(Aim of the task): Return all of the entries, keeping every word and mark as it is.
Start of Provided information
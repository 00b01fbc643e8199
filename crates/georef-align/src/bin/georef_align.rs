use clap::{Args, Parser, Subcommand};
use georef_align::{
    read_observations_csv, read_trajectory_csv, AlignmentConfig, AlignmentReport, InboundMessage,
    IngestOutcome, ObservationHandler, SolveReport,
};
use log::LevelFilter;
use std::path::PathBuf;
use std::sync::Arc;
use std::time::Duration;

#[derive(Debug, Parser)]
#[command(name = "georef-align")]
#[command(version, about = "Estimate the world-to-georef alignment from recorded data")]
struct Cli {
    /// Log solver progress at debug level.
    #[arg(short, long, global = true, default_value_t = false)]
    verbose: bool,

    /// Emit JSON log lines (requires the `tracing` feature).
    #[arg(long, global = true, default_value_t = false)]
    json_logs: bool,

    #[command(subcommand)]
    command: Command,
}

#[derive(Debug, Subcommand)]
enum Command {
    /// Replay recorded observations against a recorded world trajectory.
    Replay(ReplayArgs),
    /// Write a config file holding every default.
    InitConfig {
        #[arg(long, default_value = "georef_align.json")]
        output: PathBuf,
    },
}

#[derive(Debug, Args)]
struct ReplayArgs {
    /// JSON config; defaults apply when omitted.
    #[arg(long)]
    config: Option<PathBuf>,

    /// CSV with header `stamp,frame_id,x,y` (georeferenced positions).
    #[arg(long)]
    observations: PathBuf,

    /// CSV with header `stamp,x,y` (world-frame positions of the receiver).
    #[arg(long)]
    trajectory: PathBuf,

    /// Where to write the JSON report.
    #[arg(long)]
    report: Option<PathBuf>,

    /// Issue one run-optimization request after the last observation.
    #[arg(long, default_value_t = false)]
    run_optimization: bool,
}

fn main() -> Result<(), Box<dyn std::error::Error>> {
    let cli = Cli::parse();
    init_logging(cli.verbose, cli.json_logs)?;

    match cli.command {
        Command::Replay(args) => replay(args),
        Command::InitConfig { output } => {
            AlignmentConfig::default().write_json(&output)?;
            println!("wrote {}", output.display());
            Ok(())
        }
    }
}

#[cfg(not(feature = "tracing"))]
fn init_logging(verbose: bool, json: bool) -> Result<(), log::SetLoggerError> {
    if json {
        eprintln!("--json-logs needs the `tracing` feature; using plain logs");
    }
    let level = if verbose {
        LevelFilter::Debug
    } else {
        LevelFilter::Info
    };
    georef_align::core::init_with_level(level)
}

#[cfg(feature = "tracing")]
fn init_logging(verbose: bool, json: bool) -> Result<(), log::SetLoggerError> {
    let _ = tracing_log::LogTracer::init_with_filter(if verbose {
        LevelFilter::Debug
    } else {
        LevelFilter::Info
    });
    georef_align::core::init_tracing(json);
    Ok(())
}

#[derive(Default)]
struct ReplayTally {
    ingested: usize,
    dropped: usize,
    frame_mismatches: usize,
    solves: usize,
    last: Option<SolveReport>,
}

impl ReplayTally {
    fn record(&mut self, outcome: IngestOutcome) {
        let solve = match outcome {
            IngestOutcome::Ingested {
                frame_mismatch,
                solve,
                ..
            } => {
                self.ingested += 1;
                self.frame_mismatches += usize::from(frame_mismatch);
                solve
            }
            IngestOutcome::Solved(report) => Some(report),
        };
        if let Some(report) = solve {
            self.solves += 1;
            self.last = Some(report);
        }
    }
}

fn replay(args: ReplayArgs) -> Result<(), Box<dyn std::error::Error>> {
    let config = match &args.config {
        Some(path) => AlignmentConfig::load_json(path)?,
        None => AlignmentConfig::default(),
    };
    let estimator = Arc::new(config.build_estimator()?);
    let buffer = read_trajectory_csv(&args.trajectory, &config.frames.child, &config.frames.source)?;
    let observations = read_observations_csv(&args.observations)?;
    log::info!(
        "replaying {} observations against {} trajectory samples",
        observations.len(),
        buffer.len()
    );

    // The trajectory is fully loaded, so waiting for later samples is pointless.
    let mut handler_params = config.handler_params();
    handler_params.lookup_timeout = Duration::ZERO;
    let handler = ObservationHandler::new(Arc::clone(&estimator), buffer, handler_params);

    let mut tally = ReplayTally::default();
    let total = observations.len();
    for obs in observations {
        // Failures are already logged by the handler.
        match handler.handle(InboundMessage::Observation(obs)) {
            Ok(outcome) => tally.record(outcome),
            Err(_) => tally.dropped += 1,
        }
    }
    if args.run_optimization {
        if let Ok(outcome) = handler.handle(InboundMessage::RunOptimization(None)) {
            tally.record(outcome);
        }
    }

    let snapshot = estimator.snapshot();
    println!(
        "translation: {} {}",
        snapshot.estimate.translation.x, snapshot.estimate.translation.y
    );
    println!("rotation: {}", snapshot.estimate.rotation);
    println!(
        "correspondences: {} (dropped {}), solves: {}",
        snapshot.correspondences, tally.dropped, tally.solves
    );

    if let Some(path) = &args.report {
        let report = AlignmentReport {
            config_path: args.config.as_ref().map(|p| p.display().to_string()),
            observations_path: args.observations.display().to_string(),
            trajectory_path: args.trajectory.display().to_string(),
            observations: total,
            ingested: tally.ingested,
            dropped: tally.dropped,
            frame_mismatches: tally.frame_mismatches,
            solves: tally.solves,
            generation: snapshot.generation,
            estimate: snapshot.estimate,
            diagnostics_path: tally
                .last
                .as_ref()
                .and_then(|r| r.diagnostics.as_ref())
                .map(|p| p.display().to_string()),
            last_summary: tally.last.map(|r| r.summary),
        };
        report.write_json(path)?;
        log::info!("report written to {}", path.display());
    }
    Ok(())
}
End of Provided information
(Task response):
repository 00b01fbc643e8199
filename crates/georef-align/src/bin/georef_align.rs
use clap::{Args, Parser, Subcommand};
use georef_align::{
    read_observations_csv, read_trajectory_csv, AlignmentConfig, AlignmentReport, InboundMessage,
    IngestOutcome, ObservationHandler, SolveReport,
};
use log::LevelFilter;
use std::path::PathBuf;
use std::sync::Arc;
use std::time::Duration;

#[derive(Debug, Parser)]
#[command(name = "georef-align")]
#[command(version, about = "Estimate the world-to-georef alignment from recorded data")]
struct Cli {
    /// Log solver progress at debug level.
    #[arg(short, long, global = true, default_value_t = false)]
    verbose: bool,

    /// Emit JSON log lines (requires the `tracing` feature).
    #[arg(long, global = true, default_value_t = false)]
    json_logs: bool,

    #[command(subcommand)]
    command: Command,
}

#[derive(Debug, Subcommand)]
enum Command {
    /// Replay recorded observations against a recorded world trajectory.
    Replay(ReplayArgs),
    /// Write a config file holding every default.
    InitConfig {
        #[arg(long, default_value = "georef_align.json")]
        output: PathBuf,
    },
}

#[derive(Debug, Args)]
struct ReplayArgs {
    /// JSON config; defaults apply when omitted.
    #[arg(long)]
    config: Option<PathBuf>,

    /// CSV with header `stamp,frame_id,x,y` (georeferenced positions).
    #[arg(long)]
    observations: PathBuf,

    /// CSV with header `stamp,x,y` (world-frame positions of the receiver).
    #[arg(long)]
    trajectory: PathBuf,

    /// Where to write the JSON report.
    #[arg(long)]
    report: Option<PathBuf>,

    /// Issue one run-optimization request after the last observation.
    #[arg(long, default_value_t = false)]
    run_optimization: bool,
}

fn main() -> Result<(), Box<dyn std::error::Error>> {
    let cli = Cli::parse();
    init_logging(cli.verbose, cli.json_logs)?;

    match cli.command {
        Command::Replay(args) => replay(args),
        Command::InitConfig { output } => {
            AlignmentConfig::default().write_json(&output)?;
            println!("wrote {}", output.display());
            Ok(())
        }
    }
}

#[cfg(not(feature = "tracing"))]
fn init_logging(verbose: bool, json: bool) -> Result<(), log::SetLoggerError> {
    if json {
        eprintln!("--json-logs needs the `tracing` feature; using plain logs");
    }
    let level = if verbose {
        LevelFilter::Debug
    } else {
        LevelFilter::Info
    };
    georef_align::core::init_with_level(level)
}

#[cfg(feature = "tracing")]
fn init_logging(verbose: bool, json: bool) -> Result<(), log::SetLoggerError> {
    let _ = tracing_log::LogTracer::init_with_filter(if verbose {
        LevelFilter::Debug
    } else {
        LevelFilter::Info
    });
    georef_align::core::init_tracing(json);
    Ok(())
}

#[derive(Default)]
struct ReplayTally {
    ingested: usize,
    dropped: usize,
    frame_mismatches: usize,
    solves: usize,
    last: Option<SolveReport>,
}

impl ReplayTally {
    fn record(&mut self, outcome: IngestOutcome) {
        let solve = match outcome {
            IngestOutcome::Ingested {
                frame_mismatch,
                solve,
                ..
            } => {
                self.ingested += 1;
                self.frame_mismatches += usize::from(frame_mismatch);
                solve
            }
            IngestOutcome::Solved(report) => Some(report),
        };
        if let Some(report) = solve {
            self.solves += 1;
            self.last = Some(report);
        }
    }
}

fn replay(args: ReplayArgs) -> Result<(), Box<dyn std::error::Error>> {
    let config = match &args.config {
        Some(path) => AlignmentConfig::load_json(path)?,
        None => AlignmentConfig::default(),
    };
    let estimator = Arc::new(config.build_estimator()?);
    let buffer = read_trajectory_csv(&args.trajectory, &config.frames.child, &config.frames.source)?;
    let observations = read_observations_csv(&args.observations)?;
    log::info!(
        "replaying {} observations against {} trajectory samples",
        observations.len(),
        buffer.len()
    );

    // The trajectory is fully loaded, so waiting for later samples is pointless.
    let mut handler_params = config.handler_params();
    handler_params.lookup_timeout = Duration::ZERO;
    let handler = ObservationHandler::new(Arc::clone(&estimator), buffer, handler_params);

    let mut tally = ReplayTally::default();
    let total = observations.len();
    for obs in observations {
        // Failures are already logged by the handler.
        match handler.handle(InboundMessage::Observation(obs)) {
            Ok(outcome) => tally.record(outcome),
            Err(_) => tally.dropped += 1,
        }
    }
    if args.run_optimization {
        if let Ok(outcome) = handler.handle(InboundMessage::RunOptimization(None)) {
            tally.record(outcome);
        }
    }

    let snapshot = estimator.snapshot();
    println!(
        "translation: {} {}",
        snapshot.estimate.translation.x, snapshot.estimate.translation.y
    );
    println!("rotation: {}", snapshot.estimate.rotation);
    println!(
        "correspondences: {} (dropped {}), solves: {}",
        snapshot.correspondences, tally.dropped, tally.solves
    );

    if let Some(path) = &args.report {
        let report = AlignmentReport {
            config_path: args.config.as_ref().map(|p| p.display().to_string()),
            observations_path: args.observations.display().to_string(),
            trajectory_path: args.trajectory.display().to_string(),
            observations: total,
            ingested: tally.ingested,
            dropped: tally.dropped,
            frame_mismatches: tally.frame_mismatches,
            solves: tally.solves,
            generation: snapshot.generation,
            estimate: snapshot.estimate,
            diagnostics_path: tally
                .last
                .as_ref()
                .and_then(|r| r.diagnostics.as_ref())
                .map(|p| p.display().to_string()),
            last_summary: tally.last.map(|r| r.summary),
        };
        report.write_json(path)?;
        log::info!("report written to {}", path.display());
    }
    Ok(())
}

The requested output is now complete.